Algiers: ‘There Is No Year’ (Matador, 2020)

Genere: dark-soul | Uscita: 17 gennaio 2020

Se, dopo l’elezione di Trump e il referendum sulla Brexit, la proliferazione di album ‘politici’ è stata così abbondante da far sorgere qualche perplessità sulla generale genuinità di coloro che vi ci sono cimentati, non può sussistere dubbio alcuno a proposito degli Algiers, da tempi non sospetti (ovvero sin dalla scelta della simbolica denominazione) attivi in difesa dei più deboli e fermi oppositori delle angherie dei potenti. Se c’è una band che si può considerare erede dell’attivismo politico di eminenze come Rage Against The Machine e Billy Bragg, questi sono proprio loro. Non fa eccezione ‘There Is No Year‘, terzo album in carriera per il gruppo di Atlanta, reduce dal tripudio collettivo per ‘The Underside Of Power‘ (2017) e dal seguente tour a supporto dei Depeche Mode che ha loro allargato, quantitativamente e qualitativamente, la fanbase.

L’unicità della musica del quartetto guidato da Franklin James Fisher, che da qualche anno include anche il dotatissimo ex batterista dei Bloc Party Matt Tong, è qualcosa che li ha sempre fortemente caratterizzati, e al tempo stesso considerevolmente elevati rispetto alla media delle rockband contemporanee.

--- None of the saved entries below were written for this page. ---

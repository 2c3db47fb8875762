//! Object serialization and incremental updates.
//!
//! [`IncrementalUpdate`] appends new and replaced objects after the bytes
//! of an existing document, followed by a cross-reference section and a
//! trailer chaining to the previous one via `/Prev`. The original bytes are
//! never touched, which is what keeps earlier signatures valid.

use super::file::PdfFile;
use super::filters::encode_flate;
use super::object::{dict, name, Dictionary, Object, ObjectRef};
use crate::error::{Error, Result};
use std::collections::BTreeMap;
use std::io::Write;

/// Serializer for PDF objects.
///
/// Dictionaries are written in insertion order.
#[derive(Debug, Clone, Copy, Default)]
pub struct ObjectSerializer;

impl ObjectSerializer {
    /// Serialize an object to bytes.
    pub fn serialize(obj: &Object) -> Vec<u8> {
        let mut buf = Vec::new();
        Self::write_object(&mut buf, obj);
        buf
    }

    /// Serialize a dictionary body without the surrounding `<<` `>>`.
    ///
    /// Callers that need to append raw entries (signature placeholders)
    /// wrap this themselves.
    pub fn serialize_entries(dict: &Dictionary) -> Vec<u8> {
        let mut buf = Vec::new();
        for (key, value) in dict {
            Self::write_name(&mut buf, key);
            buf.push(b' ');
            Self::write_object(&mut buf, value);
            buf.push(b' ');
        }
        buf
    }

    fn write_object(w: &mut Vec<u8>, obj: &Object) {
        match obj {
            Object::Null => w.extend_from_slice(b"null"),
            Object::Boolean(b) => w.extend_from_slice(if *b { b"true" } else { b"false" }),
            Object::Integer(i) => w.extend_from_slice(i.to_string().as_bytes()),
            Object::Real(r) => Self::write_real(w, *r),
            Object::String(s) => Self::write_string(w, s),
            Object::Name(n) => Self::write_name(w, n),
            Object::Array(items) => {
                w.push(b'[');
                for (i, item) in items.iter().enumerate() {
                    if i > 0 {
                        w.push(b' ');
                    }
                    Self::write_object(w, item);
                }
                w.push(b']');
            },
            Object::Dictionary(d) => Self::write_dictionary(w, d),
            Object::Stream { dict, data } => {
                let mut d = dict.clone();
                d.insert("Length".to_string(), Object::Integer(data.len() as i64));
                Self::write_dictionary(w, &d);
                w.extend_from_slice(b"\nstream\n");
                w.extend_from_slice(data);
                w.extend_from_slice(b"\nendstream");
            },
            Object::Reference(r) => w.extend_from_slice(r.to_string().as_bytes()),
        }
    }

    fn write_dictionary(w: &mut Vec<u8>, d: &Dictionary) {
        w.extend_from_slice(b"<<");
        for (key, value) in d {
            Self::write_name(w, key);
            w.push(b' ');
            Self::write_object(w, value);
        }
        w.extend_from_slice(b">>");
    }

    fn write_real(w: &mut Vec<u8>, value: f64) {
        if value.fract() == 0.0 {
            w.extend_from_slice((value as i64).to_string().as_bytes());
        } else {
            let formatted = format!("{:.5}", value);
            let trimmed = formatted.trim_end_matches('0').trim_end_matches('.');
            w.extend_from_slice(trimmed.as_bytes());
        }
    }

    /// Literal syntax for printable text, hex syntax for anything binary.
    fn write_string(w: &mut Vec<u8>, data: &[u8]) {
        let printable = data
            .iter()
            .all(|&b| b == b'\n' || b == b'\r' || b == b'\t' || (0x20..=0x7E).contains(&b));
        if printable {
            w.push(b'(');
            for &byte in data {
                match byte {
                    b'(' => w.extend_from_slice(b"\\("),
                    b')' => w.extend_from_slice(b"\\)"),
                    b'\\' => w.extend_from_slice(b"\\\\"),
                    b'\n' => w.extend_from_slice(b"\\n"),
                    b'\r' => w.extend_from_slice(b"\\r"),
                    b'\t' => w.extend_from_slice(b"\\t"),
                    _ => w.push(byte),
                }
            }
            w.push(b')');
        } else {
            w.push(b'<');
            for byte in data {
                w.extend_from_slice(format!("{:02X}", byte).as_bytes());
            }
            w.push(b'>');
        }
    }

    fn write_name(w: &mut Vec<u8>, n: &str) {
        w.push(b'/');
        for byte in n.bytes() {
            match byte {
                b'!' | b'"' | b'$'..=b'&' | b'\'' | b'*'..=b'.' | b'0'..=b'9' | b';' | b'?' | b'@'
                | b'A'..=b'Z' | b'^'..=b'z' | b'|' | b'~' => w.push(byte),
                _ => w.extend_from_slice(format!("#{:02X}", byte).as_bytes()),
            }
        }
    }
}

/// Output of [`IncrementalUpdate::finish`].
#[derive(Debug, Clone)]
pub struct UpdateOutput {
    /// Complete document: base bytes followed by the update
    pub bytes: Vec<u8>,
    /// Offset of each written object's body (just after `N G obj\n`)
    pub body_offsets: BTreeMap<u32, usize>,
    /// Offset of the new cross-reference section
    pub xref_offset: usize,
}

/// Builder for one incremental-update section.
#[derive(Debug)]
pub struct IncrementalUpdate {
    base: bytes::Bytes,
    prev: Option<usize>,
    base_trailer: Dictionary,
    xref_stream: bool,
    next_id: u32,
    root: Option<ObjectRef>,
    info: Option<ObjectRef>,
    objects: BTreeMap<u32, Vec<u8>>,
}

impl IncrementalUpdate {
    /// Start an update on top of an opened document.
    ///
    /// The new section uses the same cross-reference style as the
    /// document's newest revision.
    pub fn new(base: &PdfFile) -> Self {
        Self {
            base: bytes::Bytes::copy_from_slice(base.data()),
            prev: Some(base.startxref()),
            base_trailer: base.trailer().clone(),
            xref_stream: base.uses_xref_stream(),
            next_id: base.next_object_id().max(1),
            root: None,
            info: None,
            objects: BTreeMap::new(),
        }
    }

    /// Start a fresh document whose only prior content is `header`
    /// (for example `%PDF-1.7\n`).
    pub fn from_header(header: &[u8]) -> Self {
        Self {
            base: bytes::Bytes::copy_from_slice(header),
            prev: None,
            base_trailer: Dictionary::new(),
            xref_stream: false,
            next_id: 1,
            root: None,
            info: None,
            objects: BTreeMap::new(),
        }
    }

    /// Force a cross-reference stream (true) or a classic table (false).
    pub fn with_xref_stream(mut self, xref_stream: bool) -> Self {
        self.xref_stream = xref_stream;
        self
    }

    /// Reserve a new object number.
    pub fn allocate(&mut self) -> ObjectRef {
        let r = ObjectRef::new(self.next_id, 0);
        self.next_id += 1;
        r
    }

    /// Write (or replace) an object.
    pub fn put(&mut self, r: ObjectRef, obj: &Object) {
        self.put_raw(r, ObjectSerializer::serialize(obj));
    }

    /// Write an object whose body is already serialized.
    pub fn put_raw(&mut self, r: ObjectRef, body: Vec<u8>) {
        if r.id >= self.next_id {
            self.next_id = r.id + 1;
        }
        self.objects.insert(r.id, body);
    }

    /// Set `/Root` of the new trailer.
    pub fn set_root(&mut self, r: ObjectRef) {
        self.root = Some(r);
    }

    /// Set `/Info` of the new trailer.
    pub fn set_info(&mut self, r: ObjectRef) {
        self.info = Some(r);
    }

    /// Write the update and return the complete document.
    pub fn finish(mut self) -> Result<UpdateOutput> {
        if self.objects.is_empty() {
            return Err(Error::Validation("incremental update has no objects".to_string()));
        }
        let root = self
            .root
            .or_else(|| self.base_trailer.get("Root").and_then(Object::as_reference))
            .ok_or_else(|| Error::InvalidPdf("update has no /Root".to_string()))?;

        let mut out = self.base.to_vec();
        if !out.ends_with(b"\n") && !out.ends_with(b"\r") {
            out.push(b'\n');
        }

        let mut offsets: BTreeMap<u32, usize> = BTreeMap::new();
        let mut body_offsets = BTreeMap::new();
        for (id, body) in &self.objects {
            offsets.insert(*id, out.len());
            write!(out, "{} 0 obj\n", id)?;
            body_offsets.insert(*id, out.len());
            out.extend_from_slice(body);
            out.extend_from_slice(b"\nendobj\n");
        }

        let mut trailer = Dictionary::new();
        let xref_offset = out.len();
        let stream_id = if self.xref_stream {
            let r = self.allocate();
            offsets.insert(r.id, xref_offset);
            Some(r.id)
        } else {
            None
        };
        let size = self.next_id.max(
            self.base_trailer
                .get("Size")
                .and_then(Object::as_integer)
                .and_then(|v| u32::try_from(v).ok())
                .unwrap_or(0),
        );
        trailer.insert("Size".to_string(), Object::Integer(i64::from(size)));
        if let Some(prev) = self.prev {
            trailer.insert("Prev".to_string(), Object::Integer(prev as i64));
        }
        trailer.insert("Root".to_string(), Object::Reference(root));
        let info = self
            .info
            .or_else(|| self.base_trailer.get("Info").and_then(Object::as_reference));
        if let Some(info) = info {
            trailer.insert("Info".to_string(), Object::Reference(info));
        }
        if let Some(id) = self.base_trailer.get("ID") {
            trailer.insert("ID".to_string(), id.clone());
        }

        match stream_id {
            Some(stream_id) => {
                let (index, rows) = stream_rows(&offsets, self.prev.is_none());
                let data = encode_flate(&rows)?;
                let mut d = dict([
                    ("Type", name("XRef")),
                    ("W", Object::Array([1, 4, 2].into_iter().map(Object::Integer).collect())),
                    ("Index", Object::Array(index.into_iter().map(Object::Integer).collect())),
                    ("Filter", name("FlateDecode")),
                ]);
                d.extend(trailer);
                let stream = Object::Stream {
                    dict: d,
                    data: bytes::Bytes::from(data),
                };
                write!(out, "{} 0 obj\n", stream_id)?;
                out.extend_from_slice(&ObjectSerializer::serialize(&stream));
                out.extend_from_slice(b"\nendobj\n");
            },
            None => {
                out.extend_from_slice(b"xref\n");
                if self.prev.is_none() {
                    offsets.entry(0).or_insert(usize::MAX);
                }
                for run in contiguous_runs(&offsets) {
                    write!(out, "{} {}\n", run[0].0, run.len())?;
                    for (_, offset) in run {
                        if offset == usize::MAX {
                            out.extend_from_slice(b"0000000000 65535 f \n");
                        } else {
                            write!(out, "{:010} 00000 n \n", offset)?;
                        }
                    }
                }
                out.extend_from_slice(b"trailer\n");
                out.extend_from_slice(&ObjectSerializer::serialize(&Object::Dictionary(trailer)));
                out.push(b'\n');
            },
        }
        write!(out, "startxref\n{}\n%%EOF\n", xref_offset)?;

        log::debug!(
            "Wrote incremental update: {} object(s), xref at {}",
            self.objects.len(),
            xref_offset
        );

        Ok(UpdateOutput {
            bytes: out,
            body_offsets,
            xref_offset,
        })
    }
}

fn contiguous_runs(offsets: &BTreeMap<u32, usize>) -> Vec<Vec<(u32, usize)>> {
    let mut runs: Vec<Vec<(u32, usize)>> = Vec::new();
    for (&id, &offset) in offsets {
        match runs.last_mut() {
            Some(run) if run.last().is_some_and(|(last, _)| *last + 1 == id) => {
                run.push((id, offset))
            },
            _ => runs.push(vec![(id, offset)]),
        }
    }
    runs
}

/// `/Index` pairs and `W [1 4 2]` rows for a cross-reference stream.
fn stream_rows(offsets: &BTreeMap<u32, usize>, fresh: bool) -> (Vec<i64>, Vec<u8>) {
    let mut offsets = offsets.clone();
    if fresh {
        offsets.entry(0).or_insert(usize::MAX);
    }
    let mut index = Vec::new();
    let mut rows = Vec::new();
    for run in contiguous_runs(&offsets) {
        index.push(i64::from(run[0].0));
        index.push(run.len() as i64);
        for (_, offset) in run {
            if offset == usize::MAX {
                rows.extend_from_slice(&[0, 0, 0, 0, 0, 0xFF, 0xFF]);
            } else {
                rows.push(1);
                rows.extend_from_slice(&(offset as u32).to_be_bytes());
                rows.extend_from_slice(&[0, 0]);
            }
        }
    }
    (index, rows)
}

La formazione soul e rhythm & blues di Fisher è stata, sin dagli esordi, ampliata alle più disparate influenze: dal post-punk all’industrial, dalla darkwave al free-jazz. ‘There Is No Year‘ è un’altra raccolta di estrose variazioni sul tema, i cui testi, sempre più combattivi e pregnanti, sono adattamenti di un poema epico, ‘Misophonia‘, scritto dallo stesso frontman “in un momento di ansia e scoramento“. Per l’occasione, Randall Dunn (Sunn O))), Earth) e Ben Greenberg (Zs, Uniform) hanno preso il posto alla produzione di Adrian Utley dei Portishead.

E’ evidente sin dal drumming insistente e dai claustrofobici sintetizzatori della title-track/opener del disco, come il maggior pregio del nuovo album degli Algiers sia la sua capacità di rendere nitidamente la visione del mondo di Franklin James Fisher: un luogo malato e decadente che viaggia a forte velocità verso l’autodistruzione. ‘Disposession‘, primo singolo e secondo brano del lotto, con i suoi cori gospel ne sembra quasi il precoce funerale. Le linee melodiche, unico aspetto piuttosto prevedibile di questo disco, sono via via inglobate in una serie di suoni sempre differenti quanto sorprendenti, come l’aggregazione di synth e chitarra in ‘Hour Of The Furnaces‘, le percussioni di ‘Losing Is Ours‘, i beat di ‘Unoccupied‘ e ‘Chaka‘, lo slowcore di ‘Wait For The Sound‘, il noise di ‘Nothing Blood‘, il punk altrettanto rumoroso della conclusiva ‘Void‘. Il loro essere un po’ troppo spesso sopra le righe è un’altra ragione per cui ‘There Is No Year‘ non riesce totalmente a replicare la perfezione del precedente LP, ma è comunque un disco che ha tutte le carte in regola per soddisfare gli estimatori di un gruppo ormai pienamente consacrato, e ciononostante tutt’altro che ammansito o appagato.